William L. Means Home
William L. Means Home
605 South Cactus Street
On the southwest side of Alpine is an area known as the Means Addition, named for the early settler who once owned that land. W. L. Means, born in 1872, was one of ten children born to Napoleon Bonaparte and Ellen Lewis Means. He came to Brewster County with his family from San Patricio County in the 1890’s.
The sequence of events in his life are not clear, but early in the 1900’s, he bought a large tract of land that included much of Ranger Canyon and built a cabin. At the age of thirty-six, he married Minnie Ola Rector, a widow with four young children. According to his youngest step-daughter, Means was a kind, God-fearing man. He was described as being the hard working, entrepreneurial type who tried many ways to make a good living for his family, but often met with hard luck. He ranched, farmed, had a dairy, spoke fluent Spanish, and had a good relationship with both Hispanics and Anglos; however, there are conflicting views regarding the man. Written accounts show that he shot and killed a man in Marathon, reasons unknown; he killed a second man in Alpine after a dispute about a water well; and he, himself, was shot and killed in 1914 by a barber named Gaston White.

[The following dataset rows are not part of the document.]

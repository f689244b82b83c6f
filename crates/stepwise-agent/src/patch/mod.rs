//! Unified-diff application for single files.

mod apply;
mod parser;
mod types;

pub use apply::PatchApplier;
pub use parser::{summarize_diff, validate_diff};
pub use types::{AppliedPatch, DiffSummary, HunkHeader};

Whether the Means cabin was sold before or after his death is not known, but there have been many different occupants. Present owners are Patricia Manning and Cynthia Wimberly.
The original house had only two adjoining rooms with pine floors, a fireplace at either end and possibly an attached storage space at the back of one room. Evidence on the property and a cistern show that the kitchen may have been separate from the main house at one time. Over the years, numerous partitions and additions have been made by many subsequent residents, but the present owners have done a marvelous job of restoring the original two room part of the house which is now a spacious living and dining area with a large porch across the front. An old bedroom has been converted into an inviting, functional kitchen, and a large bedroom and bath are at the back of the house. At one end of the house, a large room has been converted into an open, covered pavilion with beams that came from the old Marfa airbase.
Exterior rock work, a spectacular view of Twin Sisters, and beautiful native landscaping make this a most attractive home.